HomeNewsCrude oil falls below $10/bbl, WTI falls below $100/bbl as bearish progresses

Crude oil falls below $10/bbl, WTI falls below $100/bbl as bearish progresses

Saudi Arabia, the world’s biggest oil exporter, saw crude oil prices hit a record high in August for Asian buyers amid tight supply and strong demand.

Oil prices fell nearly 10 per barrel on Tuesday on a strike by Norwegian oil and gas workers amid fears of a slowdown in the global recession, which could lead to a collapse in exports and a collapse in supplies.

World benchmark Brent crude was down 65.65 or 9.4 per cent at 4,102.85 per barrel at 12:46 pm. EDT (1645 GMT). US West Texas Intermediate (WTI) crude fell 9.9.36, or 8.6 per cent, to 999.07 per barrel at the end of Friday. The WTI deal did not happen on Monday due to a holiday in the US.

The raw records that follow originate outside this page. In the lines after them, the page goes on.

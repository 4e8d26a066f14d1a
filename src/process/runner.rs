//! Stream driver: subprocess output to host callbacks.
//!
//! [`StreamRunner::run`] spawns the transport, reads its stdout line by
//! line on a background task, feeds each line to an [`SseParser`], and
//! marshals every decoded fragment onto the host executor. Standard error
//! is watched concurrently; the first non-empty line fails the run.
//!
//! Exactly one exit callback is delivered per run, after all fragment
//! submissions, so a FIFO executor never observes a chunk after the exit.

use std::sync::atomic::{AtomicBool, Ordering};
use std::sync::Arc;

use tokio::io::{AsyncBufReadExt, BufReader};
use tokio::sync::Notify;

use crate::executor::HostExecutor;
use crate::observe::StreamObserver;
use crate::request::TransportInvocation;
use crate::sse::SseParser;
use crate::{Error, Result};

use super::spawn::TransportProcess;

/// Shared cancellation state between a [`RunHandle`] and its driver task.
struct CancelState {
    notify: Notify,
    cancelled: AtomicBool,
    finished: AtomicBool,
}

/// Handle to a running stream.
///
/// Dropping the handle does not cancel the run; call
/// [`cancel`](Self::cancel) explicitly. The exit callback still fires
/// exactly once after cancellation.
pub struct RunHandle {
    state: Arc<CancelState>,
    pid: Option<u32>,
}

impl RunHandle {
    /// Cancel the run: kill the transport and suppress further fragment
    /// delivery. Idempotent, and safe to call after natural exit.
    pub fn cancel(&self) {
        if self.state.finished.load(Ordering::SeqCst) {
            return;
        }
        if !self.state.cancelled.swap(true, Ordering::SeqCst) {
            self.state.notify.notify_one();
        }
    }

    /// Whether the run has delivered its exit callback.
    pub fn is_finished(&self) -> bool {
        self.state.finished.load(Ordering::SeqCst)
    }

    /// Process ID of the transport, while it was running.
    pub fn pid(&self) -> Option<u32> {
        self.pid
    }
}

/// Drives transport subprocesses and relays their SSE output.
///
/// One runner can serve many concurrent runs; each run gets its own
/// subprocess, parser, and cancellation state.
#[derive(Clone)]
pub struct StreamRunner {
    executor: Arc<dyn HostExecutor>,
    observer: Option<Arc<dyn StreamObserver>>,
}

impl StreamRunner {
    /// Create a runner that marshals callbacks through the given executor.
    pub fn new(executor: Arc<dyn HostExecutor>) -> Self {
        Self {
            executor,
            observer: None,
        }
    }

    /// Attach an observer for informational stream events.
    pub fn with_observer(mut self, observer: Arc<dyn StreamObserver>) -> Self {
        self.observer = Some(observer);
        self
    }

    /// Spawn the transport and stream decoded fragments to `on_chunk`.
    ///
    /// `on_exit` is invoked exactly once when the run ends, carrying the
    /// error if the run failed (transport stderr, I/O, cancellation).
    /// Both callbacks are submitted to the host executor, never called
    /// from the driver task directly.
    pub fn run<C, E>(
        &self,
        invocation: &TransportInvocation,
        on_chunk: C,
        on_exit: E,
    ) -> Result<RunHandle>
    where
        C: Fn(String) + Send + Sync + 'static,
        E: FnOnce(Option<Error>) + Send + 'static,
    {
        let mut process = TransportProcess::spawn(invocation)?;
        let pid = process.pid();

        // Streams were configured as piped in spawn(), so both are present.
        let stdout = process
            .take_stdout()
            .ok_or_else(|| Error::ProcessSpawn(std::io::Error::other("stdout not captured")))?;
        let stderr = process
            .take_stderr()
            .ok_or_else(|| Error::ProcessSpawn(std::io::Error::other("stderr not captured")))?;

        let state = Arc::new(CancelState {
            notify: Notify::new(),
            cancelled: AtomicBool::new(false),
            finished: AtomicBool::new(false),
        });

        let executor = Arc::clone(&self.executor);
        let observer = self.observer.clone();
        let on_chunk = Arc::new(on_chunk);
        let driver_state = Arc::clone(&state);

        tokio::spawn(async move {
            let failure = drive(
                process,
                stdout,
                stderr,
                observer,
                &driver_state,
                &executor,
                on_chunk,
            )
            .await;

            driver_state.finished.store(true, Ordering::SeqCst);

            // Submitted last: a FIFO executor runs this after every chunk.
            executor.submit(Box::new(move || on_exit(failure)));
        });

        Ok(RunHandle { state, pid })
    }
}

/// Read the stream until exit, error, or cancellation.
///
/// Returns the failure to report through the exit callback, if any.
async fn drive<C>(
    mut process: TransportProcess,
    stdout: tokio::process::ChildStdout,
    stderr: tokio::process::ChildStderr,
    observer: Option<Arc<dyn StreamObserver>>,
    state: &CancelState,
    executor: &Arc<dyn HostExecutor>,
    on_chunk: Arc<C>,
) -> Option<Error>
where
    C: Fn(String) + Send + Sync + 'static,
{
    let mut parser = match observer {
        Some(observer) => SseParser::with_observer(observer),
        None => SseParser::new(),
    };
    let mut lines = BufReader::new(stdout).lines();

    // First non-empty stderr line, if the transport produces one.
    let mut stderr_watch = tokio::spawn(async move {
        let mut lines = BufReader::new(stderr).lines();
        while let Ok(Some(line)) = lines.next_line().await {
            let trimmed = line.trim();
            if !trimmed.is_empty() {
                return Some(trimmed.to_string());
            }
        }
        None
    });
    let mut stderr_open = true;

    let mut failure: Option<Error> = None;

    loop {
        tokio::select! {
            _ = state.notify.notified() => {
                tracing::debug!("run cancelled by host");
                failure = Some(Error::Cancelled);
                break;
            }
            watched = &mut stderr_watch, if stderr_open => {
                stderr_open = false;
                if let Ok(Some(message)) = watched {
                    // Fail fast: transport-level errors end the run.
                    tracing::warn!(message = %message, "transport wrote to stderr");
                    failure = Some(Error::Transport { message });
                    break;
                }
            }
            line = lines.next_line() => {
                match line {
                    Ok(Some(line)) => {
                        for fragment in parser.feed_line(&line) {
                            if state.cancelled.load(Ordering::SeqCst) {
                                continue;
                            }
                            let on_chunk = Arc::clone(&on_chunk);
                            executor.submit(Box::new(move || on_chunk(fragment)));
                        }
                    }
                    Ok(None) => {
                        // stdout EOF can race the stderr watch: a transport
                        // that errors out closes both pipes at once. Drain
                        // stderr before concluding success; the process has
                        // exited so the watch completes promptly.
                        if stderr_open {
                            if let Ok(Some(message)) = (&mut stderr_watch).await {
                                tracing::warn!(message = %message, "transport wrote to stderr");
                                failure = Some(Error::Transport { message });
                            }
                        }
                        break;
                    }
                    Err(e) => {
                        failure = Some(Error::Io(e));
                        break;
                    }
                }
            }
        }
    }

    stderr_watch.abort();
    let _ = process.start_kill();
    let _ = process.wait().await;

    failure
}
//! Request construction for the streaming chat endpoint.
//!
//! [`build_request`] turns a rendered [`Prompt`] and a
//! [`ClientConfig`](crate::config::ClientConfig) into the JSON payload and
//! the argument list for the transport subprocess. It is the only place
//! credentials are read, and it runs before any process is spawned.

use std::fmt::Write as _;

use serde::{Deserialize, Serialize};

use crate::config::ClientConfig;
use crate::observe::DebugSink;
use crate::{Error, Result};

/// Provider API version header value, fixed per protocol revision.
pub const ANTHROPIC_VERSION: &str = "2023-06-01";

/// A chat message role.
#[derive(Debug, Clone, Copy, PartialEq, Eq, Serialize, Deserialize)]
#[serde(rename_all = "lowercase")]
pub enum Role {
    /// Message authored by the end user.
    User,
    /// Message authored by the model.
    Assistant,
}

/// One message in the conversation sent with the request.
#[derive(Debug, Clone, PartialEq, Serialize, Deserialize)]
pub struct Message {
    /// Who authored the message.
    pub role: Role,
    /// Plain text content.
    pub content: String,
}

impl Message {
    /// Create a user message.
    pub fn user(content: impl Into<String>) -> Self {
        Self {
            role: Role::User,
            content: content.into(),
        }
    }

    /// Create an assistant message.
    pub fn assistant(content: impl Into<String>) -> Self {
        Self {
            role: Role::Assistant,
            content: content.into(),
        }
    }
}

/// Rendered prompt text ready to be sent.
///
/// Template rendering happens outside the core (see
/// [`template`](crate::template)); by the time a `Prompt` exists it is
/// plain strings.
#[derive(Debug, Clone, Default)]
pub struct Prompt {
    /// System prompt text.
    pub system: String,
    /// Conversation messages, oldest first.
    pub messages: Vec<Message>,
}

impl Prompt {
    /// Create a prompt with a system prompt and a single user message.
    pub fn new(system: impl Into<String>, user: impl Into<String>) -> Self {
        Self {
            system: system.into(),
            messages: vec![Message::user(user)],
        }
    }
}

/// The JSON body sent to the chat completions endpoint.
///
/// Constructed fresh per invocation and discarded when the transport
/// process exits. `stream` is always true.
#[derive(Debug, Clone, Serialize)]
pub struct RequestPayload {
    pub model: String,
    pub system: String,
    pub messages: Vec<Message>,
    pub max_tokens: u32,
    pub temperature: f64,
    pub stream: bool,
}

/// How to invoke the transport subprocess.
///
/// Derived deterministically from the payload plus credentials; the target
/// URL is always the final argument.
#[derive(Debug, Clone)]
pub struct TransportInvocation {
    /// Program to execute (a curl-compatible HTTP client).
    pub program: String,
    /// Full argument list.
    pub args: Vec<String>,
}

/// Build the request payload and transport invocation for one call.
///
/// Reads the API key from the environment variable named by the config and
/// fails with [`Error::MissingCredential`] if it is absent or empty. In
/// debug mode a human-readable dump of the request is written to
/// `debug_sink` before returning; the dump never alters what is sent.
pub fn build_request(
    prompt: &Prompt,
    config: &ClientConfig,
    debug_sink: Option<&dyn DebugSink>,
) -> Result<(RequestPayload, TransportInvocation)> {
    let api_key = read_api_key(config.api_key_env())?;

    let payload = RequestPayload {
        model: config.model().name.clone(),
        system: prompt.system.clone(),
        messages: prompt.messages.clone(),
        max_tokens: config.model().max_output_tokens,
        temperature: config.temperature(),
        stream: true,
    };

    if config.debug() {
        if let Some(sink) = debug_sink {
            sink.write(&dump_request(&payload));
        }
    }

    let body = serde_json::to_string(&payload)
        .map_err(|e| Error::InvalidConfig(format!("failed to serialize request body: {}", e)))?;

    let args = vec![
        "--silent".to_string(),
        "--show-error".to_string(),
        "--fail-with-body".to_string(),
        "--no-buffer".to_string(),
        "-X".to_string(),
        "POST".to_string(),
        "-H".to_string(),
        "Content-Type: application/json".to_string(),
        "-H".to_string(),
        format!("x-api-key: {}", api_key),
        "-H".to_string(),
        format!("anthropic-version: {}", ANTHROPIC_VERSION),
        "-d".to_string(),
        body,
        config.url().to_string(),
    ];

    Ok((
        payload,
        TransportInvocation {
            program: config.transport_program().to_string(),
            args,
        },
    ))
}

/// Read the API key from the named environment variable.
fn read_api_key(var: &str) -> Result<String> {
    match std::env::var(var) {
        Ok(key) if !key.trim().is_empty() => Ok(key),
        _ => Err(Error::MissingCredential {
            var: var.to_string(),
        }),
    }
}

/// Render a human-readable dump of the outgoing request for the debug sink.
fn dump_request(payload: &RequestPayload) -> String {
    let mut out = String::new();
    let _ = writeln!(out, "--- request ---");
    let _ = writeln!(out, "model: {}", payload.model);
    let _ = writeln!(out, "max_tokens: {}", payload.max_tokens);
    let _ = writeln!(out, "temperature: {}", payload.temperature);
    let _ = writeln!(out, "system: {}", payload.system);
    for message in &payload.messages {
        let role = match message.role {
            Role::User => "user",
            Role::Assistant => "assistant",
        };
        let _ = writeln!(out, "[{}] {}", role, message.content);
    }
    out
}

“The market is getting tighter, but we are still getting creamy and there is only one way you can explain that every risky asset is bearish,” said Robert Yoger, Mizuho’s director of energy futures. “You’re feeling the pressure.”

As with equities, the future of oil also sank, often as an indicator of demand for crude, as investors worried about the prospect of an economic slowdown as central banks around the world sought to aggressively control inflation. Was. act. Andy Lipo, president of Houston-based Lipo Oil Associates, said further declines could occur if the slowdown continues, and if energy demand declines sharply.

“When you go into a recession and supply exceeds demand, the commodity market can become quite unforgivable,” Lipo said.

Meanwhile, demand for safe havens from the US Treasury rose nearly 1.5 percent against the dollar, affecting the greenback as it became more expensive for buyers of other currencies. The euro fell to its lowest level in two decades as data showed trade growth in the eurozone slowed further last month, with future signs that the area could collapse to life this quarter. The cost keeps consumers alert.

In South Korea, inflation hit a nearly 24-year high in June, fueling concerns about economic growth and dwindling oil demand. Supply concerns remain, initially lifting WTI and Brent at the start of the season, disrupting expected production in Norway, where offshore workers have gone on strike.

As of Saturday, Europe’s second-largest energy supplier after Russia will strike, slashing daily gas exports to 1,117,000 barrels of oil equivalent (BOI), or 56% of daily gas exports, and 341,000 barrels per day. barrels will be reduced, the Norwegian Oil and Gas (NOG) employer lobby said.

Saudi Arabia, the world’s biggest oil exporter, saw crude oil prices hit a record high in August for Asian buyers amid tight supply and strong demand. Meanwhile, former Russian President Dmitry Medvedev said Japan’s proposal to limit the price of Russian oil to about half of its current level could mean a drop in oil prices and more than -4 300-400 per barrel.

G7 leaders last week agreed to explore the feasibility of introducing a temporary cap on import prices in an effort to limit resources for funding Moscow’s “special military operation” in Ukraine on Russia’s fossil fuels, including oil.